A terceira dificuldade diz respeito à presença de Organizações Sociais na gestão de serviços públicos, processo validado no âmbito Federal e largamente implementado em São Paulo (BRASIL, 1998). Essa forma de gestão termina mesclando o caráter público e privado dos serviços oferecidos, criando situações de trabalho heterogêneas a depender da parceira envolvida. Essa heterogeneidade de praticas profissionais nas diferentes regiões da cidade pode dificultar a criação de uma cultura comum entre as várias equipes comprometendo a troca de experiências e a consolidação das políticas públicas.
Soma-se a isso a precarização dos contratos de trabalho dos profissionais vinculados a estas instituições parceiras e a falta de padronização dos processos seletivos, salários e condições de trabalho.
A quarta dificuldade diz respeito à existência de um documento norteador que define de forma frágil as atribuições dos diversos profissionais que compõem as equipes do NASF. A pouca prescrição do trabalho aliada a falta de uma cultura de trabalho interdisciplinar e de uma experiência acumulada nesse tipo de serviço, favorece que cada segmento atue isoladamente, que aja segundo seu lugar específico de saber, advindo dos processos de formação profissional compartimentalizado. Essa situação propicia ainda atuações arbitrárias advindas de diferentes compreensões do processo saúde-doença, tais como, ações voltadas para aspectos orgânicos dicotomizadas dos aspectos psíquicos e/ou sociais; ações de caráter mais curativo em detrimento de ações de promoção a saúde.
Além disso, ou justamente em função do exposto, tudo indica que pode ocorrer nas equipes do NASF uma certa indiscriminação do perfil da clientela alvo, dos objetivos principais do trabalho, cabível para as equipes, para cada um dos profissionais e para os diferentes serviços. Da mesma forma, é de se esperar que uma prescrição e trabalho tão vaga deixe os vários profissionais, e o terapeuta ocupacional em particular, em conflito sobre o trabalho a ser realizado, e das prioridades e especificidades de sua ação.

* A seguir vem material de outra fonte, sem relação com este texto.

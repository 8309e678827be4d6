//! 共享库
//!
//! 包含积分服务共用的配置、错误处理、数据库连接和可观测性等基础设施代码。

pub mod config;
pub mod database;
pub mod error;
pub mod observability;
pub mod retry;
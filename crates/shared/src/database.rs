//! 数据库连接管理模块
//!
//! 提供 PostgreSQL 连接池管理：启动阶段的连接重试和嵌入式迁移。

use crate::config::DatabaseConfig;
use crate::error::{Result, SharedError};
use crate::retry::{RetryPolicy, retry_with_policy};
use sqlx::migrate::Migrator;
use sqlx::postgres::{PgPool, PgPoolOptions};
use std::time::Duration;
use tracing::{info, instrument};

/// 数据库连接池包装
#[derive(Clone)]
pub struct Database {
    pool: PgPool,
}

impl Database {
    /// 创建数据库连接池
    ///
    /// 容器编排下数据库可能晚于服务就绪，连接失败时按指数退避重试，
    /// 最多尝试 `connect_attempts` 次
    #[instrument(skip(config), fields(url = %redact_url(&config.url)))]
    pub async fn connect(config: &DatabaseConfig) -> Result<Self> {
        let policy = RetryPolicy::with_max_attempts(config.connect_attempts);
        let pool = retry_with_policy(
            &policy,
            "database_connect",
            SharedError::is_retryable,
            || async move {
                pool_options(config)
                    .connect(&config.url)
                    .await
                    .map_err(SharedError::from)
            },
        )
        .await?;

        info!("Database connection pool created");
        Ok(Self { pool })
    }

    /// 获取连接池引用
    pub fn pool(&self) -> &PgPool {
        &self.pool
    }

    /// 关闭连接池，等待借出的连接归还
    pub async fn close(&self) {
        self.pool.close().await;
        info!("Database connection pool closed");
    }

    /// 运行迁移
    ///
    /// 迁移脚本由各服务通过 `sqlx::migrate!` 嵌入后传入，已执行的版本会被跳过
    #[instrument(skip_all)]
    pub async fn run_migrations(&self, migrator: &Migrator) -> Result<()> {
        migrator.run(&self.pool).await?;
        info!(
            migrations = migrator.iter().count(),
            "Database migrations applied"
        );
        Ok(())
    }
}

fn pool_options(config: &DatabaseConfig) -> PgPoolOptions {
    PgPoolOptions::new()
        .max_connections(config.max_connections)
        .min_connections(config.min_connections.min(config.max_connections))
        .acquire_timeout(Duration::from_secs(config.connect_timeout_seconds))
        .idle_timeout(Duration::from_secs(config.idle_timeout_seconds))
}

/// 隐藏连接串中的密码，用于日志输出
fn redact_url(url: &str) -> String {
    let Some(scheme_end) = url.find("://") else {
        return url.to_string();
    };
    let rest = &url[scheme_end + 3..];
    let Some(at) = rest.find('@') else {
        return url.to_string();
    };
    let userinfo = &rest[..at];

    match userinfo.find(':') {
        Some(colon) => format!(
            "{}://{}:***{}",
            &url[..scheme_end],
            &userinfo[..colon],
            &rest[at..]
        ),
        None => url.to_string(),
    }
}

Inserção do Terapeuta Ocupacional no NASF: proble-matizando um novo perfil profissional
Em maio de 2010 existiam no país, 1165 NASF's em funcionamento, abarcando 6895 trabalhadores. A meta até o final do ano de 2011 é de que 1500 NASF's estejam implantados. Em relação a São Paulo, dados referentes mesmo período mostram que existiam 48 NASF's do tipo II em funcionamento (BRASIL, 2010b,c).
Ainda em relação ao mesmo período, no país existiam aproximadamente 300 Terapeutas Ocupacionais inseridos nos NASF's. Trata-se, portanto, de um dos principais campos de trabalho para esses profissionais (BRASIL, 2010b).
Desde a implantação do projeto QUALIS, o Terapeuta Ocupacional já atua na atenção primária em saúde, a partir de duas grandes áreas: Reabilitação e Saúde Mental. Contudo, a proposta do NASF traz a necessidade de um profissional generalista, afinal todos os profissionais do NASF devem apoiar as EqSF's em demandas distintas que sejam relevantes nos territórios específicos de ação: desde saúde da mulher, gestante, criança, até a saúde dos idosos, questões de violências, entre outras.
Nesse contexto, qual é a contribuição do Terapeuta Ocupacional? Como pensar e desenvolver suas práticas neste nível de atenção?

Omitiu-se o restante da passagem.